Geology Vocab!
Being out on the JOIDES Resolution is a learning experience for me! I teach high school marine science and Advanced Placement Environmental Science, so being here, in the world of geochemistry, geophysics, and volcanology (just to name a few disciplines) is taking me out of my zone of familiarity.
One job for the scientists on board is to describe the cores- this sounds like a pretty straightforward task, right? Not so much! Some parts of core description include:
- Macroscopic visual description of split cores
- Microscopic observations from thin sections
- Description and measurement of structures
- Data collection & analysis of digital images, diffuse color reflectance, and magnetic susceptibility
All of the above means there’s lots of discussion and collaboration by the scientists- they all have their own individual tasks, but then have to assemble all the data into a coherent unit. Reading up on their reports has shown me that there’s a whole world of terms that I am unfamiliar with. It seems as though I’m learning new definitions every day! A few examples include:
- Vug: a small cavity in a vein or in rock, usually lined with crystals of a different mineral composition from the enclosing rock.
- Breccia: a course-grained clastic rock, composed of angular broken rock fragments held together by a mineral cement or fine-grained matrix. Basically, it translates to “broken stones”.

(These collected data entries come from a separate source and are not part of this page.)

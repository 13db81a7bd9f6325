use sea_orm::entity::prelude::*;

/// Marketplace account. Either `phone` or `email` (or both) identifies the user.
#[derive(Clone, Debug, PartialEq, Eq, DeriveEntityModel)]
#[sea_orm(table_name = "users")]
pub struct Model {
    #[sea_orm(primary_key, auto_increment = false)]
    pub id: Uuid,
    #[sea_orm(unique)]
    pub phone: Option<String>,
    #[sea_orm(unique)]
    pub email: Option<String>,
    pub password_hash: Option<String>,
    pub full_name: Option<String>,
    /// `active` | `inactive` | `banned`
    pub status: String,
    pub phone_verified: bool,
    pub email_verified: bool,
    /// Free-form settings; `userType` lives here.
    #[sea_orm(column_type = "JsonBinary")]
    pub settings: Json,
    pub last_login_at: Option<chrono::DateTime<chrono::Utc>>,
    pub created_at: chrono::DateTime<chrono::Utc>,
    pub updated_at: chrono::DateTime<chrono::Utc>,
}

#[derive(Copy, Clone, Debug, EnumIter, DeriveRelation)]
pub enum Relation {}

impl ActiveModelBehavior for ActiveModel {}
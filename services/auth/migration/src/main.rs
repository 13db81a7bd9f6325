use sea_orm_migration::prelude::*;

use nhadat_auth_migration::Migrator;

#[tokio::main]
async fn main() {
    cli::run_cli(Migrator).await;
}
use sea_orm_migration::prelude::*;

use nhadat_listings_migration::Migrator;

#[tokio::main]
async fn main() {
    cli::run_cli(Migrator).await;
}
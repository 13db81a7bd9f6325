use chrono::{DateTime, Utc};

use crate::domain::repository::OtpStore;
use crate::domain::types::{OtpAttempt, OtpChallenge};
use crate::error::AuthServiceError;
use crate::infra::cache::RedisOtpStore;
use crate::infra::memory::InMemoryOtpStore;

/// OTP store selected at startup: Redis when `REDIS_URL` is set, otherwise in-process.
#[derive(Clone)]
pub enum OtpBackend {
    Memory(InMemoryOtpStore),
    Redis(RedisOtpStore),
}

impl OtpStore for OtpBackend {
    async fn get(&self, identifier: &str) -> Result<Option<OtpChallenge>, AuthServiceError> {
        match self {
            Self::Memory(store) => store.get(identifier).await,
            Self::Redis(store) => store.get(identifier).await,
        }
    }

    async fn insert_if_vacant(
        &self,
        challenge: &OtpChallenge,
        now: DateTime<Utc>,
    ) -> Result<bool, AuthServiceError> {
        match self {
            Self::Memory(store) => store.insert_if_vacant(challenge, now).await,
            Self::Redis(store) => store.insert_if_vacant(challenge, now).await,
        }
    }

    async fn attempt(
        &self,
        identifier: &str,
        code: &str,
        now: DateTime<Utc>,
    ) -> Result<OtpAttempt, AuthServiceError> {
        match self {
            Self::Memory(store) => store.attempt(identifier, code, now).await,
            Self::Redis(store) => store.attempt(identifier, code, now).await,
        }
    }

    async fn purge_expired(&self, now: DateTime<Utc>) -> Result<usize, AuthServiceError> {
        match self {
            Self::Memory(store) => store.purge_expired(now).await,
            Self::Redis(store) => store.purge_expired(now).await,
        }
    }
}
use sea_orm::entity::prelude::*;

#[derive(Clone, Debug, PartialEq, DeriveEntityModel)]
#[sea_orm(table_name = "listings")]
pub struct Model {
    #[sea_orm(primary_key, auto_increment = false)]
    pub id: Uuid,
    /// `BDS-{CITY}-{YYMMDD}{NNNNN}`
    #[sea_orm(unique)]
    pub code: String,
    pub user_id: Uuid,
    /// `sell` | `rent`
    pub transaction_type: String,
    pub property_type_id: Option<Uuid>,
    pub title: String,
    #[sea_orm(column_type = "Text", nullable)]
    pub description: Option<String>,
    /// JSON array of strings.
    #[sea_orm(column_type = "JsonBinary")]
    pub highlights: Json,
    pub admin_unit_code: String,
    #[sea_orm(column_type = "Text")]
    pub address: String,
    pub street: Option<String>,
    pub latitude: Option<f64>,
    pub longitude: Option<f64>,
    pub area_land: Option<f64>,
    pub area_floor: Option<f64>,
    pub frontage: Option<f64>,
    pub floors: Option<i32>,
    pub bedrooms: Option<i32>,
    pub bathrooms: Option<i32>,
    pub direction: Option<String>,
    pub price: i64,
    pub price_unit: String,
    pub price_negotiable: bool,
    pub legal_status: Option<String>,
    pub ownership_type: Option<String>,
    pub is_mortgaged: bool,
    /// JSON array of strings.
    #[sea_orm(column_type = "JsonBinary")]
    pub amenities: Json,
    pub furniture: Option<String>,
    pub status: String,
    pub is_featured: bool,
    pub featured_until: Option<chrono::DateTime<chrono::Utc>>,
    #[sea_orm(unique)]
    pub slug: String,
    pub views: i32,
    pub saves: i32,
    pub contacts: i32,
    pub quality_score: f64,
    pub expires_at: Option<chrono::DateTime<chrono::Utc>>,
    pub published_at: Option<chrono::DateTime<chrono::Utc>>,
    pub created_at: chrono::DateTime<chrono::Utc>,
    pub updated_at: chrono::DateTime<chrono::Utc>,
}

#[derive(Copy, Clone, Debug, EnumIter, DeriveRelation)]
pub enum Relation {}

impl ActiveModelBehavior for ActiveModel {}
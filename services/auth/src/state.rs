use axum::extract::FromRef;
use sea_orm::DatabaseConnection;

use nhadat_auth_types::identity::JwtSecret;

use crate::infra::db::DbUserRepository;
use crate::infra::otp_store::OtpBackend;
use crate::infra::password::BcryptHasher;
use crate::usecase::otp::{OtpEngine, OtpMode};
use crate::usecase::token::TokenService;

/// Shared application state passed to every handler via axum `State`.
#[derive(Clone)]
pub struct AppState {
    pub db: DatabaseConnection,
    pub otp_store: OtpBackend,
    pub otp_mode: OtpMode,
    pub tokens: TokenService,
    pub bcrypt_cost: u32,
}

impl AppState {
    pub fn user_repo(&self) -> DbUserRepository {
        DbUserRepository {
            db: self.db.clone(),
        }
    }

    pub fn otp_engine(&self) -> OtpEngine<OtpBackend> {
        OtpEngine {
            store: self.otp_store.clone(),
            mode: self.otp_mode,
        }
    }

    pub fn password_hasher(&self) -> BcryptHasher {
        BcryptHasher {
            cost: self.bcrypt_cost,
        }
    }
}

impl FromRef<AppState> for JwtSecret {
    fn from_ref(state: &AppState) -> Self {
        JwtSecret(state.tokens.secret().to_owned())
    }
}
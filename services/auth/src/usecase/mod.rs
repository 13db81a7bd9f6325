pub mod auth;
pub mod otp;
pub mod profile;
pub mod token;
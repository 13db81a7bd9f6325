pub mod cache;
pub mod db;
pub mod memory;
pub mod otp_store;
pub mod password;
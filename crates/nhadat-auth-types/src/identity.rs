//! Bearer-token identity extractor.

use axum::extract::{FromRef, FromRequestParts, OptionalFromRequestParts};
use axum_extra::headers::authorization::Bearer;
use axum_extra::headers::{Authorization, HeaderMapExt};
use http::StatusCode;
use http::request::Parts;
use uuid::Uuid;

use crate::token::{AuthError, validate_access_token};

/// HMAC secret used to validate access tokens. Services expose it via `FromRef`.
#[derive(Debug, Clone)]
pub struct JwtSecret(pub String);

/// Caller identity taken from a valid `Authorization: Bearer <access token>` header.
///
/// As a required extractor it rejects with 401 when the header is absent, the token
/// is invalid or expired, or the token is a refresh token. As `Option<Identity>` it
/// yields `None` in all of those cases instead.
#[derive(Debug, Clone)]
pub struct Identity {
    pub user_id: Uuid,
    pub email: Option<String>,
    pub phone: Option<String>,
}

enum Bearing {
    Missing,
    Rejected(AuthError),
    Valid(Identity),
}

fn authenticate(parts: &Parts, secret: &JwtSecret) -> Bearing {
    let Some(header) = parts.headers.typed_get::<Authorization<Bearer>>() else {
        return Bearing::Missing;
    };
    match validate_access_token(header.token(), &secret.0) {
        Ok(info) => Bearing::Valid(Identity {
            user_id: info.user_id,
            email: info.email,
            phone: info.phone,
        }),
        Err(e) => Bearing::Rejected(e),
    }
}

impl<S> FromRequestParts<S> for Identity
where
    S: Send + Sync,
    JwtSecret: FromRef<S>,
{
    type Rejection = StatusCode;

    // axum-core 0.5 defines this as `fn -> impl Future + Send` (not `async fn`).
    // Extract synchronously, then return a 'static async move block.
    fn from_request_parts(
        parts: &mut Parts,
        state: &S,
    ) -> impl std::future::Future<Output = Result<Self, Self::Rejection>> + Send {
        let bearing = authenticate(parts, &JwtSecret::from_ref(state));

        async move {
            match bearing {
                Bearing::Valid(identity) => Ok(identity),
                Bearing::Missing => Err(StatusCode::UNAUTHORIZED),
                Bearing::Rejected(e) => {
                    tracing::debug!(error = %e, "bearer token rejected");
                    Err(StatusCode::UNAUTHORIZED)
                }
            }
        }
    }
}

impl<S> OptionalFromRequestParts<S> for Identity
where
    S: Send + Sync,
    JwtSecret: FromRef<S>,
{
    type Rejection = StatusCode;

    fn from_request_parts(
        parts: &mut Parts,
        state: &S,
    ) -> impl std::future::Future<Output = Result<Option<Self>, Self::Rejection>> + Send {
        let bearing = authenticate(parts, &JwtSecret::from_ref(state));

        async move {
            match bearing {
                Bearing::Valid(identity) => Ok(Some(identity)),
                Bearing::Missing | Bearing::Rejected(_) => Ok(None),
            }
        }
    }
}
pub mod db;
//! sea-orm entities for tables owned by the auth service.

pub mod users;
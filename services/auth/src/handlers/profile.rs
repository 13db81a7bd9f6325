use axum::{Json, extract::State};
use serde::Deserialize;
use serde_json::Value;
use validator::Validate;

use nhadat_auth_types::identity::Identity;

use crate::error::AuthServiceError;
use crate::handlers::auth::{UserResponse, message, validate_vn_phone};
use crate::state::AppState;
use crate::usecase::profile::{
    ChangePasswordUseCase, GetProfileUseCase, ProfileUpdate, UpdateProfileUseCase,
};

// ── GET /users/me ────────────────────────────────────────────────────────────

pub async fn get_profile(
    identity: Identity,
    State(state): State<AppState>,
) -> Result<Json<UserResponse>, AuthServiceError> {
    let usecase = GetProfileUseCase {
        users: state.user_repo(),
    };
    let user = usecase.execute(identity.user_id).await?;
    Ok(Json(user.into()))
}

// ── PATCH /users/me ──────────────────────────────────────────────────────────

#[derive(Debug, Deserialize, Validate)]
#[serde(rename_all = "camelCase")]
pub struct UpdateProfileRequest {
    #[validate(length(min = 2, message = "Full name must be at least 2 characters"))]
    pub full_name: Option<String>,
    #[validate(custom(function = "validate_vn_phone"))]
    pub phone: Option<String>,
    #[validate(email(message = "Invalid email format"))]
    pub email: Option<String>,
}

pub async fn update_profile(
    identity: Identity,
    State(state): State<AppState>,
    Json(body): Json<UpdateProfileRequest>,
) -> Result<Json<UserResponse>, AuthServiceError> {
    body.validate()?;

    let usecase = UpdateProfileUseCase {
        users: state.user_repo(),
    };
    let user = usecase
        .execute(
            identity.user_id,
            ProfileUpdate {
                full_name: body.full_name,
                phone: body.phone,
                email: body.email,
            },
        )
        .await?;
    Ok(Json(user.into()))
}

// ── POST /users/me/change-password ───────────────────────────────────────────

#[derive(Debug, Deserialize, Validate)]
#[serde(rename_all = "camelCase")]
pub struct ChangePasswordRequest {
    #[validate(length(min = 1, message = "Current password is required"))]
    pub current_password: String,
    #[validate(length(min = 8, message = "Password must be at least 8 characters"))]
    pub new_password: String,
}

pub async fn change_password(
    identity: Identity,
    State(state): State<AppState>,
    Json(body): Json<ChangePasswordRequest>,
) -> Result<Json<Value>, AuthServiceError> {
    body.validate()?;

    let usecase = ChangePasswordUseCase {
        users: state.user_repo(),
        hasher: state.password_hasher(),
    };
    usecase
        .execute(identity.user_id, &body.current_password, &body.new_password)
        .await?;
    Ok(message("Password changed successfully"))
}
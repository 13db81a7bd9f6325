#![allow(async_fn_in_trait)]

use chrono::{DateTime, Utc};
use uuid::Uuid;

use crate::domain::types::{Channel, OtpAttempt, OtpChallenge, User};
use crate::error::AuthServiceError;

/// Repository for marketplace accounts.
pub trait UserRepository: Send + Sync {
    /// Find the user whose phone or e-mail equals `identifier`.
    async fn find_by_identifier(&self, identifier: &str)
    -> Result<Option<User>, AuthServiceError>;

    /// Whether any user already owns the given phone or e-mail. `None` values are ignored.
    async fn exists_by_phone_or_email(
        &self,
        phone: Option<&str>,
        email: Option<&str>,
    ) -> Result<bool, AuthServiceError>;

    async fn find_by_id(&self, id: Uuid) -> Result<Option<User>, AuthServiceError>;

    /// Whether a user other than `except` already owns `value` on `channel`.
    async fn contact_taken(
        &self,
        channel: Channel,
        value: &str,
        except: Uuid,
    ) -> Result<bool, AuthServiceError>;

    /// Insert a new user. A phone or e-mail taken meanwhile yields
    /// [`AuthServiceError::UserAlreadyExists`].
    async fn create(&self, user: &User) -> Result<(), AuthServiceError>;

    /// Persist contact, name, verification and password fields of an existing user.
    /// A phone or e-mail taken meanwhile yields `PhoneInUse` or `EmailInUse`.
    async fn save(&self, user: &User) -> Result<(), AuthServiceError>;

    /// Set `phone_verified` or `email_verified`.
    async fn mark_verified(&self, id: Uuid, channel: Channel) -> Result<(), AuthServiceError>;

    async fn record_login(&self, id: Uuid, at: DateTime<Utc>) -> Result<(), AuthServiceError>;
}

/// Ephemeral keyed-expiry store for OTP challenges.
///
/// Implementations must stop returning a challenge once it has expired or been
/// consumed. `insert_if_vacant` and `attempt` are atomic per identifier: two
/// concurrent callers never both observe the same state.
pub trait OtpStore: Send + Sync {
    async fn get(&self, identifier: &str) -> Result<Option<OtpChallenge>, AuthServiceError>;

    /// Store `challenge` unless an unexpired one exists for its identifier.
    /// Returns `false` when the slot was taken.
    async fn insert_if_vacant(
        &self,
        challenge: &OtpChallenge,
        now: DateTime<Utc>,
    ) -> Result<bool, AuthServiceError>;

    /// Check `code` with [`OtpChallenge::attempt`] and persist the outcome in one step.
    async fn attempt(
        &self,
        identifier: &str,
        code: &str,
        now: DateTime<Utc>,
    ) -> Result<OtpAttempt, AuthServiceError>;

    /// Drop every challenge expired at `now`. Returns how many were dropped.
    async fn purge_expired(&self, now: DateTime<Utc>) -> Result<usize, AuthServiceError>;
}

/// One-way password hashing.
pub trait PasswordHasher: Send + Sync {
    async fn hash(&self, plain: &str) -> Result<String, AuthServiceError>;

    async fn verify(&self, plain: &str, hash: &str) -> Result<bool, AuthServiceError>;
}
use axum::http::StatusCode;
use axum::response::{IntoResponse, Response};

/// Failures of the OTP challenge flow.
#[derive(Debug, Clone, PartialEq, Eq, thiserror::Error)]
pub enum OtpError {
    #[error("OTP already sent. Please wait before requesting again.")]
    RateLimited,
    #[error("No OTP found. Please request a new one.")]
    NotFound,
    #[error("OTP expired. Please request a new one.")]
    Expired,
    #[error("Too many failed attempts. Please request a new OTP.")]
    AttemptsExhausted,
    #[error("Invalid OTP. {remaining} attempts remaining.")]
    InvalidCode { remaining: u32 },
}

impl OtpError {
    pub fn kind(&self) -> &'static str {
        match self {
            Self::RateLimited => "OTP_RATE_LIMITED",
            Self::NotFound => "OTP_NOT_FOUND",
            Self::Expired => "OTP_EXPIRED",
            Self::AttemptsExhausted => "OTP_ATTEMPTS_EXHAUSTED",
            Self::InvalidCode { .. } => "INVALID_OTP",
        }
    }
}

/// Auth service domain error variants.
#[derive(Debug, thiserror::Error)]
pub enum AuthServiceError {
    #[error("{0}")]
    Validation(String),
    #[error("User with this phone or email already exists")]
    UserAlreadyExists,
    #[error("Invalid credentials")]
    InvalidCredentials,
    #[error("Account is not active")]
    AccountInactive,
    #[error("Password not set. Please use OTP login.")]
    PasswordNotSet,
    #[error("User not found")]
    UserNotFound,
    /// The authenticated account no longer exists.
    #[error("User not found")]
    AccountNotFound,
    #[error("Phone number already in use")]
    PhoneInUse,
    #[error("Email already in use")]
    EmailInUse,
    #[error("Current password is incorrect")]
    WrongCurrentPassword,
    #[error(transparent)]
    Otp(#[from] OtpError),
    #[error("Invalid token")]
    InvalidToken,
    #[error("Invalid token type")]
    InvalidTokenType,
    #[error("configuration error: {0}")]
    Configuration(String),
    #[error("internal error")]
    Internal(#[from] anyhow::Error),
}

impl From<validator::ValidationErrors> for AuthServiceError {
    fn from(e: validator::ValidationErrors) -> Self {
        Self::Validation(e.to_string())
    }
}

impl AuthServiceError {
    pub fn kind(&self) -> &'static str {
        match self {
            Self::Validation(_) => "VALIDATION",
            Self::UserAlreadyExists => "USER_ALREADY_EXISTS",
            Self::InvalidCredentials => "INVALID_CREDENTIALS",
            Self::AccountInactive => "ACCOUNT_INACTIVE",
            Self::PasswordNotSet => "PASSWORD_NOT_SET",
            Self::UserNotFound => "USER_NOT_FOUND",
            Self::AccountNotFound => "ACCOUNT_NOT_FOUND",
            Self::PhoneInUse => "PHONE_IN_USE",
            Self::EmailInUse => "EMAIL_IN_USE",
            Self::WrongCurrentPassword => "WRONG_CURRENT_PASSWORD",
            Self::Otp(e) => e.kind(),
            Self::InvalidToken => "INVALID_TOKEN",
            Self::InvalidTokenType => "INVALID_TOKEN_TYPE",
            Self::Configuration(_) => "CONFIGURATION",
            Self::Internal(_) => "INTERNAL",
        }
    }
}

impl IntoResponse for AuthServiceError {
    fn into_response(self) -> Response {
        let status = match &self {
            Self::Validation(_) | Self::PasswordNotSet | Self::WrongCurrentPassword => {
                StatusCode::BAD_REQUEST
            }
            Self::UserAlreadyExists | Self::PhoneInUse | Self::EmailInUse => StatusCode::CONFLICT,
            Self::AccountNotFound => StatusCode::NOT_FOUND,
            Self::InvalidCredentials
            | Self::AccountInactive
            | Self::UserNotFound
            | Self::InvalidToken
            | Self::InvalidTokenType => StatusCode::UNAUTHORIZED,
            Self::Otp(OtpError::RateLimited) => StatusCode::TOO_MANY_REQUESTS,
            Self::Otp(_) => StatusCode::UNAUTHORIZED,
            Self::Configuration(_) | Self::Internal(_) => StatusCode::INTERNAL_SERVER_ERROR,
        };
        // 4xx are expected client errors and TraceLayer already records them.
        match &self {
            Self::Internal(e) => tracing::error!(error = ?e, kind = "INTERNAL", "internal error"),
            Self::Configuration(msg) => {
                tracing::error!(error = %msg, kind = "CONFIGURATION", "configuration error")
            }
            _ => {}
        }
        let body = serde_json::json!({
            "kind": self.kind(),
            "message": self.to_string(),
        });
        (status, axum::Json(body)).into_response()
    }
}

- Clastic: pertaining to a rock or sediment composed principally of fragments derived from pre-existing rocks or minerals and transported some distance from their places of origin.
- Fluid Inclusion: a tiny cavity in a mineral, 1.0-100.0 microns in diameter, containing liquid and/or gas, formed by the entrapment in crystal irregularities of fluid, commonly that from which the rock crystallized.
- Thin Section: a fragment of rock or mineral mechanically ground to a thickness of approximately 0.03mm, and mounted between glasses as a microscope slide. This reduction makes renders most rocks & minerals transparent or translucent, thus making it possible to study their optical properties.
**All of the above definitions attributed to: Bates, Robert L., and Julia A. Jackson. Dictionary of Geological Terms, Doubleday, 1984.
So, for someone who doesn’t have much of a background in the subject, I really am enjoying learning as the expedition progresses. Hopefully I’ll be able to take my newly expanded vocabulary back to my classes and teach MY students about it!